--- RECORDS FOR PROCESSING ---
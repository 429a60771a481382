//! Common test utilities

use sqlx::postgres::PgPoolOptions;
use sqlx::PgPool;
use uuid::Uuid;

// Fixed identities so tests can assert against known rows.
pub const TEAM_A: &str = "00000000-0000-0000-0000-0000000000a1";
pub const COACH_A: &str = "00000000-0000-0000-0000-0000000000c1";
pub const TEAM_B: &str = "00000000-0000-0000-0000-0000000000a2";
pub const COACH_B: &str = "00000000-0000-0000-0000-0000000000c2";

// Team A roster. P9 is deactivated and must never resolve from a sheet.
pub const ATHLETE_P1: &str = "00000000-0000-0000-0000-0000000000b1";
pub const ATHLETE_P2: &str = "00000000-0000-0000-0000-0000000000b2";
pub const ATHLETE_P3: &str = "00000000-0000-0000-0000-0000000000b3";
pub const ATHLETE_P4: &str = "00000000-0000-0000-0000-0000000000b4";
pub const ATHLETE_P9: &str = "00000000-0000-0000-0000-0000000000b9";

// Team B roster, for cross-team isolation tests.
pub const ATHLETE_Q1: &str = "00000000-0000-0000-0000-0000000000d1";

pub const SEASON: &str = "2025/26";

pub fn uuid(value: &str) -> Uuid {
    value.parse().expect("Fixed test UUID must parse")
}

/// Setup test database - truncate tables and seed two teams with rosters
pub async fn setup_test_db() -> PgPool {
    dotenvy::dotenv().ok();
    let database_url = std::env::var("DATABASE_URL")
        .expect("DATABASE_URL must be set for tests");

    let pool = PgPoolOptions::new()
        .max_connections(5)
        .connect(&database_url)
        .await
        .expect("Failed to connect to DB");

    let mut tx = pool.begin().await.expect("Failed to begin transaction");

    // Clean up DB for fresh state
    sqlx::query("TRUNCATE TABLE athlete_season_totals, match_athlete_stats, matches, athletes, coaches, teams CASCADE")
        .execute(&mut *tx)
        .await
        .expect("Failed to clean up DB");

    // 1. Two teams, one coach each
    for (team_id, coach_id, team_name, coach_name) in [
        (TEAM_A, COACH_A, "HC Nordstern", "Coach Larsen"),
        (TEAM_B, COACH_B, "HC Falken", "Coach Meier"),
    ] {
        sqlx::query(
            r#"
            INSERT INTO teams (id, name, current_season)
            VALUES ($1, $2, $3)
            "#,
        )
        .bind(uuid(team_id))
        .bind(team_name)
        .bind(SEASON)
        .execute(&mut *tx)
        .await
        .expect("Failed to seed team");

        sqlx::query(
            r#"
            INSERT INTO coaches (id, team_id, name, is_active)
            VALUES ($1, $2, $3, TRUE)
            "#,
        )
        .bind(uuid(coach_id))
        .bind(uuid(team_id))
        .bind(coach_name)
        .execute(&mut *tx)
        .await
        .expect("Failed to seed coach");
    }

    // 2. Team A roster
    for (athlete_id, code, name, active) in [
        (ATHLETE_P1, "P1", "Anna Keller", true),
        (ATHLETE_P2, "P2", "Mia Berg", true),
        (ATHLETE_P3, "P3", "Lena Voss", true),
        (ATHLETE_P4, "P4", "Sara Brandt", true),
        (ATHLETE_P9, "P9", "Edda Holm", false),
    ] {
        sqlx::query(
            r#"
            INSERT INTO athletes (id, team_id, player_code, name, is_active)
            VALUES ($1, $2, $3, $4, $5)
            "#,
        )
        .bind(uuid(athlete_id))
        .bind(uuid(TEAM_A))
        .bind(code)
        .bind(name)
        .bind(active)
        .execute(&mut *tx)
        .await
        .expect("Failed to seed athlete");
    }

    // 3. One athlete on team B
    sqlx::query(
        r#"
        INSERT INTO athletes (id, team_id, player_code, name, is_active)
        VALUES ($1, $2, 'Q1', 'Tove Lund', TRUE)
        "#,
    )
    .bind(uuid(ATHLETE_Q1))
    .bind(uuid(TEAM_B))
    .execute(&mut *tx)
    .await
    .expect("Failed to seed athlete");

    tx.commit().await.expect("Failed to commit transaction");

    pool
}

/// Build match sheet bytes in the four-part layout the importer expects.
pub fn sheet_bytes(opponent: &str, goals_conceded: &str, match_date: &str, rows: &[&str]) -> Vec<u8> {
    let mut sheet = String::new();
    sheet.push_str("Opponent,Goals Conceded,Match Date\n");
    sheet.push_str(&format!("{},{},{}\n", opponent, goals_conceded, match_date));
    sheet.push('\n');
    sheet.push_str("Player Code,Name,Goals,Yellow Cards,Red Cards,Suspensions\n");
    for row in rows {
        sheet.push_str(row);
        sheet.push('\n');
    }
    sheet.into_bytes()
}
//! Error handling module
//!
//! Centralized error types and HTTP response conversion.

use axum::http::StatusCode;
use axum::response::{IntoResponse, Response};
use axum::Json;
use serde::Serialize;
use uuid::Uuid;

/// Application-wide Result type
pub type AppResult<T> = Result<T, AppError>;

/// Application error types
#[derive(Debug, thiserror::Error)]
pub enum AppError {
    // Client errors (4xx)
    #[error(transparent)]
    Malformed(#[from] crate::tabular::ParseError),

    #[error("Match not found: {0}")]
    MatchNotFound(Uuid),

    #[error("Athlete not found: {0}")]
    AthleteNotFound(Uuid),

    #[error("Match belongs to another team: {0}")]
    ForeignMatch(Uuid),

    // Domain errors
    #[error(transparent)]
    Domain(#[from] crate::domain::DomainError),

    // Server errors (5xx)
    #[error("Database error: {0}")]
    Database(#[from] sqlx::Error),

    #[error("Sheet encoding error: {0}")]
    Sheet(#[from] csv::Error),

    #[error("Internal error: {0}")]
    Internal(String),

    #[error("Configuration error: {0}")]
    Config(#[from] crate::config::ConfigError),
}

/// Error response body
#[derive(Debug, Serialize)]
pub struct ErrorResponse {
    pub error: String,
    pub error_code: String,
    #[serde(skip_serializing_if = "Option::is_none")]
    pub details: Option<String>,
}

impl IntoResponse for AppError {
    fn into_response(self) -> Response {
        let (status, error_code, details) = match &self {
            // 400 Bad Request
            AppError::Malformed(e) => (
                StatusCode::BAD_REQUEST,
                "malformed_input",
                Some(e.to_string()),
            ),

            // 403 Forbidden
            AppError::ForeignMatch(id) => {
                (StatusCode::FORBIDDEN, "foreign_match", Some(id.to_string()))
            }

            // 404 Not Found
            AppError::MatchNotFound(id) => (
                StatusCode::NOT_FOUND,
                "match_not_found",
                Some(id.to_string()),
            ),
            AppError::AthleteNotFound(id) => (
                StatusCode::NOT_FOUND,
                "athlete_not_found",
                Some(id.to_string()),
            ),

            // Domain errors - map to appropriate HTTP status
            AppError::Domain(ref domain_err) => {
                use crate::domain::DomainError;
                match domain_err {
                    DomainError::LimitExceeded { .. } => (
                        StatusCode::UNPROCESSABLE_ENTITY,
                        "disciplinary_limit_exceeded",
                        Some(domain_err.to_string()),
                    ),
                    DomainError::NegativeStat { .. } => (
                        StatusCode::UNPROCESSABLE_ENTITY,
                        "negative_stat",
                        Some(domain_err.to_string()),
                    ),
                }
            }

            // 500 Internal Server Error
            AppError::Database(e) => {
                tracing::error!("Database error: {:?}", e);
                (StatusCode::INTERNAL_SERVER_ERROR, "database_error", None)
            }
            AppError::Sheet(e) => {
                tracing::error!("Sheet encoding error: {:?}", e);
                (StatusCode::INTERNAL_SERVER_ERROR, "sheet_error", None)
            }
            AppError::Internal(msg) => {
                tracing::error!("Internal error: {}", msg);
                (StatusCode::INTERNAL_SERVER_ERROR, "internal_error", None)
            }
            AppError::Config(e) => {
                tracing::error!("Config error: {:?}", e);
                (StatusCode::INTERNAL_SERVER_ERROR, "config_error", None)
            }
        };

        let body = ErrorResponse {
            error: self.to_string(),
            error_code: error_code.to_string(),
            details,
        };

        (status, Json(body)).into_response()
    }
}
//! Match Import Handler
//!
//! The reconciliation flow for sheet uploads. Parsing, validation and
//! roster resolution all happen before the first write; the write phase
//! (reverse old rows on a correction, persist the match, apply new rows)
//! runs inside a single transaction, so the ledger either absorbs the
//! whole sheet or none of it.

use chrono::Utc;
use sqlx::PgPool;
use uuid::Uuid;

use crate::domain::CoachContext;
use crate::error::AppError;
use crate::ledger::SeasonLedger;
use crate::roster::{ResolvedRow, RosterResolver};
use crate::store::{MatchStore, NewMatch};
use crate::tabular;

use super::{ImportMatchCommand, ImportOutcome};

/// Handler for match sheet imports
pub struct MatchImportHandler {
    store: MatchStore,
    ledger: SeasonLedger,
    roster: RosterResolver,
    pool: PgPool,
}

impl MatchImportHandler {
    pub fn new(pool: PgPool) -> Self {
        Self {
            store: MatchStore::new(pool.clone()),
            ledger: SeasonLedger::new(pool.clone()),
            roster: RosterResolver::new(pool.clone()),
            pool,
        }
    }

    /// Execute the import command.
    pub async fn execute(
        &self,
        command: ImportMatchCommand,
        context: &CoachContext,
    ) -> Result<ImportOutcome, AppError> {
        let payload = tabular::parse_payload(&command.csv_bytes, &command.fallback)?;

        // Any invalid row rejects the whole sheet before storage is touched.
        for row in &payload.rows {
            row.stats.validate(&row.player_code)?;
        }

        let resolution = self
            .roster
            .resolve_rows(context.team_id, &payload.rows)
            .await?;

        if !resolution.unresolved.is_empty() {
            tracing::warn!(
                team_id = %context.team_id,
                codes = ?resolution.unresolved,
                "Dropping sheet rows with unknown player codes"
            );
        }

        // The match scoreline is derived from the resolved rows, never
        // taken from the metadata block.
        let goals_scored = derived_scoreline(&resolution.rows);

        let mut tx = self.pool.begin().await?;

        let (match_id, created, opponent, goals_conceded, match_date, season) = match command
            .match_id
        {
            // Correction of an existing match: take the row lock, reverse
            // the stored contributions, then replace the stat rows.
            Some(match_id) => {
                let existing = self
                    .store
                    .lock_match(&mut tx, match_id)
                    .await?
                    .ok_or(AppError::MatchNotFound(match_id))?;

                if existing.team_id != context.team_id {
                    return Err(AppError::ForeignMatch(match_id));
                }

                let old_rows = self.store.stats_for_match(&mut tx, match_id).await?;
                for row in &old_rows {
                    self.ledger
                        .reverse(&mut tx, row.athlete_id, &existing.season, &row.stats)
                        .await?;
                }
                self.store.delete_stats(&mut tx, match_id).await?;

                // Metadata cells the upload left empty keep their stored values.
                let opponent = payload
                    .opponent
                    .clone()
                    .unwrap_or_else(|| existing.opponent.clone());
                let goals_conceded = payload.goals_conceded.unwrap_or(existing.goals_conceded);
                let match_date = payload.match_date.unwrap_or(existing.match_date);

                self.store
                    .update_match(
                        &mut tx,
                        match_id,
                        &opponent,
                        goals_scored,
                        goals_conceded,
                        match_date,
                    )
                    .await?;

                // The correction stays in the season the match was first
                // imported under, even if the team's season has rolled over.
                (
                    match_id,
                    false,
                    opponent,
                    goals_conceded,
                    match_date,
                    existing.season,
                )
            }

            // Brand-new match in the team's current season.
            None => {
                let match_id = Uuid::new_v4();
                let opponent = payload.opponent.clone().unwrap_or_default();
                let goals_conceded = payload.goals_conceded.unwrap_or(0);
                let match_date = payload
                    .match_date
                    .unwrap_or_else(|| Utc::now().date_naive());

                self.store
                    .insert_match(
                        &mut tx,
                        &NewMatch {
                            id: match_id,
                            team_id: context.team_id,
                            season: context.season.clone(),
                            opponent: opponent.clone(),
                            goals_scored,
                            goals_conceded,
                            match_date,
                        },
                    )
                    .await?;

                (
                    match_id,
                    true,
                    opponent,
                    goals_conceded,
                    match_date,
                    context.season.clone(),
                )
            }
        };

        for row in &resolution.rows {
            self.store
                .insert_stat(&mut tx, match_id, row.athlete_id, &row.stats)
                .await?;
            self.ledger
                .apply(&mut tx, row.athlete_id, &season, &row.stats)
                .await?;
        }

        tx.commit().await?;

        tracing::info!(
            match_id = %match_id,
            coach_id = %context.coach_id,
            created,
            rows = resolution.rows.len(),
            skipped = resolution.unresolved.len(),
            correlation_id = ?context.correlation_id,
            "Match import committed"
        );

        let athlete_ids: Vec<Uuid> = resolution.rows.iter().map(|r| r.athlete_id).collect();
        let totals = self.ledger.totals_for_athletes(&season, &athlete_ids).await?;

        Ok(ImportOutcome {
            match_id,
            created,
            opponent,
            goals_scored,
            goals_conceded,
            match_date,
            season,
            imported_rows: resolution.rows.len(),
            unresolved: resolution.unresolved,
            totals,
        })
    }
}

/// Match scoreline summed from the resolved rows, saturating at `i32::MAX`.
pub(super) fn derived_scoreline(rows: &[ResolvedRow]) -> i32 {
    rows.iter()
        .fold(0i32, |sum, row| sum.saturating_add(row.stats.goals))
}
---
# TASK TO CARRY OUT:
Reproduce exactly the entries above, limited to the lines from the one with "Common test utilities" through the one with "pub const SEASON: &str", both included.

# OUTPUT:
//! Common test utilities

use sqlx::postgres::PgPoolOptions;
use sqlx::PgPool;
use uuid::Uuid;

// Fixed identities so tests can assert against known rows.
pub const TEAM_A: &str = "00000000-0000-0000-0000-0000000000a1";
pub const COACH_A: &str = "00000000-0000-0000-0000-0000000000c1";
pub const TEAM_B: &str = "00000000-0000-0000-0000-0000000000a2";
pub const COACH_B: &str = "00000000-0000-0000-0000-0000000000c2";

// Team A roster. P9 is deactivated and must never resolve from a sheet.
pub const ATHLETE_P1: &str = "00000000-0000-0000-0000-0000000000b1";
pub const ATHLETE_P2: &str = "00000000-0000-0000-0000-0000000000b2";
pub const ATHLETE_P3: &str = "00000000-0000-0000-0000-0000000000b3";
pub const ATHLETE_P4: &str = "00000000-0000-0000-0000-0000000000b4";
pub const ATHLETE_P9: &str = "00000000-0000-0000-0000-0000000000b9";

// Team B roster, for cross-team isolation tests.
pub const ATHLETE_Q1: &str = "00000000-0000-0000-0000-0000000000d1";

pub const SEASON: &str = "2025/26";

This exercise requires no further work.